Read headers

Many high throughput sequencers produce FASTQ files. While they all adhere to the FASTQ format specification, different machines produce read headers with slightly different formats.

Largely, there are 5 styles of formats:

Illumina-like: @<instrument>:<run>:<flow_cell>:<lane>:<tile>:<x>:<y>(:<UMI>(+<UMI2>)?)? <read_or_track>:<is_filtered>:<control_number>(:<sample_number_or_barcode>(+<barcode2>)?)?
Oxford Nanopore (v26.01 and later): @<read_id>(\t<key>:<type>:<value>)*
Oxford Nanopore (v25.09 and earlier): @<read_id>(\s<key>=<value>)*
MGI/BGI: @<instrument><lane><column><row>_<count>/<read>
Unstructured: @<read_id>

"Illumina-like" is most common, with variations as to the particular order, meaning, or allowable values across different machines and platforms. "Oxford Nanopore" (both versions) are commonly found performing custom processing on reads, when custom information needs to be stored in the header alongside the sequence. "Unstructured" is common when downloading processed FASTQ files from the Sequence Read Archive (SRA), European Nucleotide Archive (ENA), and other repositories, since the original header is replaced.

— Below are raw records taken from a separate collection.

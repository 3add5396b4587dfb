//! ActionReport - What one executed ability did

use super::HitResult;
use crate::character::CharacterId;
use crate::types::{AbilityTag, Element, StatusEffectType};
use serde::{Deserialize, Serialize};

/// Outcome of an executed ability across all of its targets
#[derive(Debug, Clone, PartialEq, Serialize, Deserialize)]
pub struct ActionReport {
    pub user: CharacterId,
    pub ability: String,
    pub tag: AbilityTag,
    /// Element the ability was cast with, after bolt inheritance
    pub element: Element,
    pub outcomes: Vec<TargetOutcome>,
    /// Mana restored to the user (Ritual)
    pub mana_gained: u32,
}

/// What happened to a single target
#[derive(Debug, Clone, PartialEq, Serialize, Deserialize)]
pub struct TargetOutcome {
    pub target: CharacterId,
    pub hits: Vec<HitResult>,
    /// Damage after Mark and Shield, summed over hits
    pub damage: u32,
    pub healed: u32,
    pub effect_applied: Option<StatusEffectType>,
    pub defeated: bool,
}

impl TargetOutcome {
    pub fn new(target: CharacterId) -> Self {
        TargetOutcome {
            target,
            hits: Vec::new(),
            damage: 0,
            healed: 0,
            effect_applied: None,
            defeated: false,
        }
    }
}

impl ActionReport {
    pub fn new(user: CharacterId, ability: &str, tag: AbilityTag, element: Element) -> Self {
        ActionReport {
            user,
            ability: ability.to_string(),
            tag,
            element,
            outcomes: Vec::new(),
            mana_gained: 0,
        }
    }

    pub fn outcome_for(&self, target: CharacterId) -> Option<&TargetOutcome> {
        self.outcomes.iter().find(|o| o.target == target)
    }

    pub fn total_damage(&self) -> u32 {
        self.outcomes.iter().map(|o| o.damage).sum()
    }

    pub fn total_healing(&self) -> u32 {
        self.outcomes.iter().map(|o| o.healed).sum()
    }

    /// Targets this action took down
    pub fn defeated(&self) -> Vec<CharacterId> {
        self.outcomes
            .iter()
            .filter(|o| o.defeated)
            .map(|o| o.target)
            .collect()
    }

    /// Get a summary string
    pub fn summary(&self) -> String {
        let mut parts = Vec::new();

        let damage = self.total_damage();
        if damage > 0 {
            parts.push(format!("{} damage", damage));
        }

        let healing = self.total_healing();
        if healing > 0 {
            parts.push(format!("{} healed", healing));
        }

        if self.mana_gained > 0 {
            parts.push(format!("+{} mana", self.mana_gained));
        }

        let effects = self.outcomes.iter().filter_map(|o| o.effect_applied).count();
        if effects > 0 {
            parts.push(format!("{} effect(s) applied", effects));
        }

        let defeated = self.defeated().len();
        if defeated > 0 {
            parts.push(format!("{} defeated", defeated));
        }

        if parts.is_empty() {
            format!("{}: no effect", self.ability)
        } else {
            format!("{}: {}", self.ability, parts.join(", "))
        }
    }
}

#[cfg(test)]
mod tests {
    use super::*;

    #[test]
    fn test_report_totals_and_summary() {
        let mut report = ActionReport::new(
            CharacterId::enemy(2),
            "Stomp",
            AbilityTag::Standard,
            Element::None,
        );
        report.outcomes.push(TargetOutcome {
            damage: 8,
            defeated: true,
            ..TargetOutcome::new(CharacterId::player(0))
        });
        report.outcomes.push(TargetOutcome {
            damage: 5,
            ..TargetOutcome::new(CharacterId::player(1))
        });

        assert_eq!(report.total_damage(), 13);
        assert_eq!(report.defeated(), vec![CharacterId::player(0)]);
        assert_eq!(report.summary(), "Stomp: 13 damage, 1 defeated");
        assert!(report.outcome_for(CharacterId::player(1)).is_some());
    }

    #[test]
    fn test_empty_summary() {
        let report = ActionReport::new(CharacterId::player(0), "Wave", AbilityTag::Standard, Element::None);
        assert_eq!(report.summary(), "Wave: no effect");
    }
}
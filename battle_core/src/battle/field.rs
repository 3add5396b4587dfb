//! Battlefield - The two character lists a battle is fought over

use crate::character::{BattleCharacter, CharacterId};
use crate::types::TeamSide;

/// Both parties, addressed by [`CharacterId`]
#[derive(Debug, Clone, PartialEq)]
pub struct Battlefield {
    players: Vec<BattleCharacter>,
    enemies: Vec<BattleCharacter>,
}

impl Battlefield {
    /// Build a battlefield. Each character's side is forced to match its list.
    pub fn new(mut players: Vec<BattleCharacter>, mut enemies: Vec<BattleCharacter>) -> Self {
        for c in &mut players {
            c.side = TeamSide::Player;
        }
        for c in &mut enemies {
            c.side = TeamSide::Enemy;
        }
        Battlefield { players, enemies }
    }

    pub fn players(&self) -> &[BattleCharacter] {
        &self.players
    }

    pub fn enemies(&self) -> &[BattleCharacter] {
        &self.enemies
    }

    pub fn team(&self, side: TeamSide) -> &[BattleCharacter] {
        match side {
            TeamSide::Player => &self.players,
            TeamSide::Enemy => &self.enemies,
        }
    }

    pub fn team_mut(&mut self, side: TeamSide) -> &mut [BattleCharacter] {
        match side {
            TeamSide::Player => &mut self.players,
            TeamSide::Enemy => &mut self.enemies,
        }
    }

    pub fn get(&self, id: CharacterId) -> Option<&BattleCharacter> {
        self.team(id.side).get(id.index)
    }

    pub fn get_mut(&mut self, id: CharacterId) -> Option<&mut BattleCharacter> {
        match id.side {
            TeamSide::Player => self.players.get_mut(id.index),
            TeamSide::Enemy => self.enemies.get_mut(id.index),
        }
    }

    /// Display name, or "?" for an unknown id
    pub fn name(&self, id: CharacterId) -> &str {
        self.get(id).map(|c| c.name()).unwrap_or("?")
    }

    pub fn is_alive(&self, id: CharacterId) -> bool {
        self.get(id).is_some_and(|c| c.is_alive())
    }

    /// Every id of one side, in list order
    pub fn ids(&self, side: TeamSide) -> impl Iterator<Item = CharacterId> {
        (0..self.team(side).len()).map(move |index| CharacterId { side, index })
    }

    /// Every id, players first
    pub fn all_ids(&self) -> impl Iterator<Item = CharacterId> + '_ {
        self.ids(TeamSide::Player).chain(self.ids(TeamSide::Enemy))
    }

    /// Living ids of one side, in list order
    pub fn living(&self, side: TeamSide) -> Vec<CharacterId> {
        self.ids(side).filter(|&id| self.is_alive(id)).collect()
    }

    /// Whether every member of a side is down
    pub fn is_wiped(&self, side: TeamSide) -> bool {
        self.team(side).iter().all(|c| !c.is_alive())
    }
}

Below is a detailed, referenced list of these different formats.

Element Biosciences

Element Biosciences has machines that can produce FASTQ files both for DNA sequences and for cytoprofiling. The two FASTQs have slightly different header formats.

SequencingCytoprofiling

The header format depends on the sample indexing strategy.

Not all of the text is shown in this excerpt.